• [WHAT IS BEING ASKED] Search the data for the word "first". Reproduce every line where it is found.
*** DATA SHOWN ***
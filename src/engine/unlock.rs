//! Lesson unlock policy
//!
//! Sequential mode gates each lesson on its predecessor's completion; open
//! mode marks everything accessible (used by exploratory sections). Both
//! behaviors exist in the product, selected by configuration.

use serde::{Deserialize, Serialize};

use crate::domain::{Lesson, LessonProgress};

/// How lesson access is decided
#[derive(Debug, Clone, Copy, PartialEq, Eq, Default, Serialize, Deserialize)]
#[serde(rename_all = "snake_case")]
pub enum UnlockMode {
    /// Each lesson requires the previous one to be completed
    #[default]
    Sequential,
    /// Every lesson is accessible
    Open,
}

/// Whether `lesson` may be attempted. Pure function of its inputs.
///
/// In sequential mode the lesson with the lowest `order_index` is always
/// unlocked; any other lesson is unlocked iff the lesson at `order_index - 1`
/// exists and has a completed progress record. A missing or incomplete
/// predecessor means locked.
pub fn is_unlocked(
    mode: UnlockMode,
    lesson: &Lesson,
    lessons: &[Lesson],
    progress: &[LessonProgress],
) -> bool {
    if mode == UnlockMode::Open {
        return true;
    }

    let first = lessons.iter().map(|l| l.order_index).min();
    if Some(lesson.order_index) == first {
        return true;
    }

    let Some(previous) = lessons
        .iter()
        .find(|l| l.order_index + 1 == lesson.order_index)
    else {
        return false;
    };

    progress
        .iter()
        .any(|p| p.lesson_id == previous.id && p.completed)
}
*** End of DATA SHOWN ***
• [TASK RESULT]
    let first = lessons.iter().map(|l| l.order_index).min();
    if Some(lesson.order_index) == first {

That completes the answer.